Load a checkpoint and restore the training state.

Loads the checkpoint from the specified file and restores the network weights, optimizer state, and best metric values.

Parameters:

filename (str) – Name of the checkpoint file.

Returns:

A dictionary containing the loaded checkpoint information,: including epoch, loss, and other relevant training state.

Return type:

dict

resume(filename: str = 'checkpoint.pth', ignore_missing: bool = False) → int

Resumes training from a saved checkpoint file.

Parameters:

filename (str) – The name of the checkpoint file to load. Defaults to “checkpoint.pth”.
ignore_missing (bool) – If True, does not raise an error if the checkpoint file is missing and continues without loading, starting from epoch 0. Defaults to False.

Returns:

The epoch number from the loaded checkpoint, or 0 if: ignore_missing is True and no checkpoint was found.

Return type:

int

Raises:

TypeError – If a provided attribute has an incompatible type.
FileNotFoundError – If the specified checkpoint file does not exist.

save(epoch: int, filename: str = 'checkpoint.pth')

Save a checkpoint.

Parameters:

epoch (int) – Current epoch number.
filename (str) – Name of the checkpoint file. Defaults to ‘checkpoint.pth’.

Constraints

Core

Datasets

Descriptor

This module defines the Descriptor class, which allows assigning tags to parts in the network.
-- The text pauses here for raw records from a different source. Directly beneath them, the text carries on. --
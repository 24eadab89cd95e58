//! Constant-speed agent following a planned polyline.
//!
//! The agent adopts the waypoints of the latest plan, advances along them at
//! a fixed speed in cells per second and exposes its interpolated position,
//! its observation radius and the polyline it has already travelled.

use tracing::debug;

use marga_map::GridPoint;

use crate::planning::PlannedPath;

const MIN_RESOLUTION: f32 = 1e-3;
const DEFAULT_SPEED_CELLS_PER_SEC: f32 = 4.0;
const DEFAULT_DIAMETER_METERS: f32 = 2.0;
const DEFAULT_OBSERVATION_RANGE_METERS: f32 = 5.0;

/// Disk-shaped agent traversing plan waypoints.
pub struct Agent {
    waypoints: Vec<GridPoint>,
    segment_lengths: Vec<f32>,
    total_length: f32,
    distance_travelled: f32,
    /// Travel speed in cells per second
    speed: f32,
    current_position: GridPoint,
    path_available: bool,
    playing: bool,

    diameter_meters: f32,
    resolution: f32,
    observation_range_meters: f32,
    footprint_radius_cells: f32,
    observation_radius_cells: f32,
}

impl Agent {
    /// Create an agent with the given speed in cells per second.
    pub fn new(speed_cells_per_second: f32) -> Self {
        let mut agent = Self {
            waypoints: Vec::new(),
            segment_lengths: Vec::new(),
            total_length: 0.0,
            distance_travelled: 0.0,
            speed: speed_cells_per_second,
            current_position: GridPoint::default(),
            path_available: false,
            playing: false,
            diameter_meters: DEFAULT_DIAMETER_METERS,
            resolution: 1.0,
            observation_range_meters: DEFAULT_OBSERVATION_RANGE_METERS,
            footprint_radius_cells: 0.0,
            observation_radius_cells: 0.0,
        };
        agent.recalculate_radii();
        agent
    }

    /// Set the physical diameter and the map resolution used to convert it
    /// into cells.
    pub fn configure_physical_size(&mut self, diameter_meters: f32, resolution: f32) {
        self.diameter_meters = diameter_meters.max(0.0);
        self.resolution = resolution.max(MIN_RESOLUTION);
        self.recalculate_radii();
    }

    /// Set the observation range in meters.
    pub fn set_observation_range_meters(&mut self, range_meters: f32) {
        self.observation_range_meters = range_meters.max(0.0);
        self.recalculate_radii();
    }

    fn recalculate_radii(&mut self) {
        let radius_meters = self.diameter_meters * 0.5;
        self.footprint_radius_cells = (radius_meters / self.resolution).max(0.0);
        // The agent always sees at least as far as its own body reaches.
        let observation_meters = self.observation_range_meters.max(radius_meters);
        self.observation_radius_cells =
            (observation_meters / self.resolution).max(self.footprint_radius_cells);
    }

    /// Adopt a new plan, or reset when it is unusable.
    pub fn on_new_path(&mut self, path: &PlannedPath) {
        if !path.success || path.waypoints.len() < 2 {
            self.reset();
            return;
        }

        self.waypoints = path.waypoints.clone();
        self.recompute_segments();
        self.current_position = self.waypoints[0];
        self.distance_travelled = 0.0;
        self.path_available = true;
        self.playing = true;
        debug!(
            "agent: new path with {} waypoints, {:.2} cells total",
            self.waypoints.len(),
            self.total_length
        );
    }

    /// Clear the path and stop.
    pub fn reset(&mut self) {
        self.waypoints.clear();
        self.segment_lengths.clear();
        self.total_length = 0.0;
        self.distance_travelled = 0.0;
        self.path_available = false;
        self.playing = false;
    }

    /// Advance along the path by `delta_seconds`.
    pub fn update(&mut self, delta_seconds: f32) {
        if !self.playing {
            return;
        }

        if self.segment_lengths.is_empty() || self.total_length <= 0.0 {
            self.playing = false;
            return;
        }

        self.distance_travelled =
            (self.distance_travelled + self.speed * delta_seconds).min(self.total_length);
        self.update_current_position();

        if self.distance_travelled >= self.total_length {
            self.playing = false;
        }
    }

    /// Whether a path has been adopted
    pub fn has_path(&self) -> bool {
        self.path_available
    }

    /// Whether the agent is currently advancing
    pub fn is_active(&self) -> bool {
        self.playing
    }

    /// Whether the adopted path has been traversed to its end
    pub fn is_complete(&self) -> bool {
        self.path_available && self.total_length > 0.0 && self.distance_travelled >= self.total_length
    }

    /// Interpolated position along the path
    pub fn current_position(&self) -> GridPoint {
        self.current_position
    }

    /// Footprint radius in cells
    pub fn footprint_radius_cells(&self) -> f32 {
        self.footprint_radius_cells
    }

    /// Observation radius in cells
    pub fn observation_radius_cells(&self) -> f32 {
        self.observation_radius_cells
    }

    /// Fraction of the path travelled, in `[0, 1]`
    pub fn traversal_ratio(&self) -> f32 {
        if !self.path_available || self.total_length <= 1e-6 {
            return 0.0;
        }
        (self.distance_travelled / self.total_length).clamp(0.0, 1.0)
    }

    /// Waypoints fully passed so far, followed by the current position.
    pub fn travelled_polyline(&self) -> Vec<GridPoint> {
        let mut history = Vec::new();
        if !self.path_available || self.waypoints.is_empty() {
            return history;
        }

        history.push(self.waypoints[0]);

        if self.segment_lengths.is_empty() || self.distance_travelled <= 0.0 {
            history.push(self.current_position);
            return history;
        }

        let mut remaining = self.distance_travelled.clamp(0.0, self.total_length);

        for (i, &segment_length) in self.segment_lengths.iter().enumerate() {
            if segment_length <= 1e-6 {
                history.push(self.waypoints[i + 1]);
                continue;
            }

            if remaining >= segment_length {
                history.push(self.waypoints[i + 1]);
                remaining -= segment_length;
                continue;
            }

            let t = (remaining / segment_length).clamp(0.0, 1.0);
            history.push(self.waypoints[i].lerp(&self.waypoints[i + 1], t));
            remaining = 0.0;
            break;
        }

        if remaining > 0.0 && self.waypoints.len() >= 2 {
            history.push(*self.waypoints.last().expect("waypoints checked above"));
        }

        if history
            .last()
            .map_or(true, |last| *last != self.current_position)
        {
            history.push(self.current_position);
        }

        history
    }

    fn recompute_segments(&mut self) {
        self.segment_lengths.clear();
        self.total_length = 0.0;

        for pair in self.waypoints.windows(2) {
            let length = pair[0].distance(&pair[1]);
            self.segment_lengths.push(length);
            self.total_length += length;
        }
    }

    fn update_current_position(&mut self) {
        if self.segment_lengths.is_empty() {
            self.current_position = self
                .waypoints
                .last()
                .copied()
                .unwrap_or_default();
            return;
        }

        let mut remaining = self.distance_travelled;

        for (i, &segment_length) in self.segment_lengths.iter().enumerate() {
            if segment_length <= 0.0 {
                continue;
            }

            if remaining > segment_length {
                remaining -= segment_length;
                continue;
            }

            let t = (remaining / segment_length).clamp(0.0, 1.0);
            self.current_position = self.waypoints[i].lerp(&self.waypoints[i + 1], t);
            return;
        }

        self.current_position = *self.waypoints.last().expect("segments imply waypoints");
    }
}

impl Default for Agent {
    fn default() -> Self {
        Self::new(DEFAULT_SPEED_CELLS_PER_SEC)
    }
}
It is designed to manage the mapping between tags, their corresponding data dictionary keys and indices, and additional properties such as constant or variable status. It provides a way to easily place constraints on parts of your network, by referencing the tags instead of indices.

The Descriptor class allows for easy constraint definitions on parts of your neural network. It supports registering tags with associated data dictionary keys, indices, and optional attributes, such as whether the data is constant or variable.

class congrads.descriptor.Descriptor

Bases: object

A class to manage the mapping between tags.

It represents data locations in the data dictionary and holds the dictionary keys, indices, and additional properties (such as min/max values, output, and constant variables).

This class is designed to manage the relationships between the assigned tags and the data dictionary keys in a neural network model. It allows for the assignment of properties (like minimum and maximum values, and whether data is an output, constant, or variable) to each tag. The data is stored in dictionaries and sets for efficient lookups.

constant_keys

A set of keys that represent constant data in the data dictionary.

Type:: set

variable_keys

A set of keys that represent variable data in the data dictionary.

Type:: set

affects_loss_keys

A set of keys that represent data affecting the loss computation.

Type:: set

add(key: str, tag: str, index: int = None, constant: bool = False, affects_loss: bool = True)

Adds a tag to the descriptor with its associated key, index, and properties.

This method registers a tag name and associates it with a data dictionary key, its index, and optional properties such as whether the key hold output or constant data.

Parameters:

key (str) – The key on which the tagged data is located in the data dictionary.
tag (str) – The identifier of the tag.
index (int) – The index were the data is present. Defaults to None.
constant (bool, optional) – Whether the data is constant and is not learned. Defaults to False.
affects_loss (bool, optional) – Whether the data affects the loss computation. Defaults to True.

Raises:

TypeError – If a provided attribute has an incompatible type.
ValueError – If a key or index is already assigned for a tag or a duplicate index is used within a key.

exists(tag: str) → bool

Check if a tag is registered in the descriptor.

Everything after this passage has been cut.